Mapping the Ecosystem: The Role of the Cybercrime Atlas
Beyond individual reporting, panelists also discussed the importance of understanding cybercrime as a networked ecosystem. The World Economic Forum’s Cybercrime Atlas plays a critical role by mapping criminal infrastructure, relationships, and operational patterns across borders.
Fortinet’s contributions to the atlas help translate large-scale threat intelligence into shared insight that informs coordinated disruption efforts. By visualizing how cybercriminal networks operate, defenders gain a clearer picture of where interventions can have the greatest systemic impact.
This ecosystem-level visibility reinforces a key takeaway from the session: Disruption at scale requires shared context, not isolated data points.
Key Panel Takeaways
Across the discussion and Q&A, several points of alignment emerged:
- Cybercrime is an economic system, not a collection of isolated incidents.
- Voluntary collaboration is no longer sufficient at global scale.
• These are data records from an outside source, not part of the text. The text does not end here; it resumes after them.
// SPDX-License-Identifier: BUSL-1.1
// Copyright (c) 2026 Alfred Jean LLC

//! Fake hook registry for testing
#![cfg_attr(coverage_nightly, coverage(off))]

use super::{ExitHooks, HookHandle, HookId, HookRegistry, RegistryError};
use linger_core::SharedAction;
use std::collections::HashSet;
use std::sync::{Arc, Mutex};

/// Recorded registry call
#[derive(Debug, Clone, PartialEq, Eq)]
pub enum RegistryCall {
    List,
    Remove { id: HookId },
    Add,
}

#[derive(Default)]
struct Failures {
    list: bool,
    add: bool,
    remove: HashSet<HookId>,
}

/// Hook registry backed by a real [`ExitHooks`] with injectable failures
#[derive(Clone, Default)]
pub struct FakeHookRegistry {
    hooks: ExitHooks,
    calls: Arc<Mutex<Vec<RegistryCall>>>,
    failures: Arc<Mutex<Failures>>,
}

impl FakeHookRegistry {
    pub fn new() -> Self {
        Self::default()
    }

    /// The underlying registry, for registering and running hooks
    pub fn hooks(&self) -> &ExitHooks {
        &self.hooks
    }

    /// Get all recorded calls
    pub fn calls(&self) -> Vec<RegistryCall> {
        self.calls.lock().unwrap_or_else(|e| e.into_inner()).clone()
    }

    /// Make `list` fail
    pub fn fail_list(&self) {
        self.failures.lock().unwrap_or_else(|e| e.into_inner()).list = true;
    }

    /// Make `add` fail
    pub fn fail_add(&self) {
        self.failures.lock().unwrap_or_else(|e| e.into_inner()).add = true;
    }

    /// Make `remove` fail for one hook
    pub fn fail_remove(&self, id: HookId) {
        self.failures
            .lock()
            .unwrap_or_else(|e| e.into_inner())
            .remove
            .insert(id);
    }

    fn record(&self, call: RegistryCall) {
        self.calls
            .lock()
            .unwrap_or_else(|e| e.into_inner())
            .push(call);
    }
}

impl HookRegistry for FakeHookRegistry {
    fn list(&self) -> Result<Vec<HookHandle>, RegistryError> {
        self.record(RegistryCall::List);
        if self.failures.lock().unwrap_or_else(|e| e.into_inner()).list {
            return Err(RegistryError::Injected("list".to_string()));
        }
        self.hooks.list()
    }

    fn remove(&self, hook: &HookHandle) -> Result<bool, RegistryError> {
        self.record(RegistryCall::Remove { id: hook.id() });
        let failing = self
            .failures
            .lock()
            .unwrap_or_else(|e| e.into_inner())
            .remove
            .contains(&hook.id());
        if failing {
            return Err(RegistryError::Injected(format!("remove {}", hook.id())));
        }
        self.hooks.remove(hook)
    }

    fn add(&self, action: SharedAction) -> Result<HookHandle, RegistryError> {
        self.record(RegistryCall::Add);
        if self.failures.lock().unwrap_or_else(|e| e.into_inner()).add {
            return Err(RegistryError::Injected("add".to_string()));
        }
        self.hooks.add(action)
    }
}

#[cfg(test)]
#[path = "fake_tests.rs"]
mod tests;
- Incentives must be designed into defensive ecosystems, not added later.
- Community participation is essential, but only when supported by trust and accountability.
- Public-private partnerships are most effective when intelligence flows quickly to action.
These takeaways reinforce the critical shift needed from conceptual agreements to operational execution.
From Davos Dialogue to Durable Impact
The Fortinet session underscored a broader message from the forum’s annual meeting: Cybercrime is now a leadership and governance challenge as much as a technical one. Addressing it requires coordinated action that aligns incentives, mobilizes communities, and strengthens accountability across borders.
Public-private partnerships, community intelligence, and initiatives such as the Cybercrime Bounty program and the Cybercrime Atlas represent practical steps toward that goal. They are not standalone solutions, but together they help rebalance the economics of cybercrime by raising costs and increasing risk for attackers.
As Derek Manky noted, “This isn’t about awareness anymore. It’s about execution, building collaboration that lasts and incentives that actually change behavior.” Discussions in Davos made clear that progress now depends on sustained collaboration beyond the forum itself. Cybercrime may be borderless, but so is the opportunity to dismantle the systems that enable it, if we are willing to build collaboration that endures.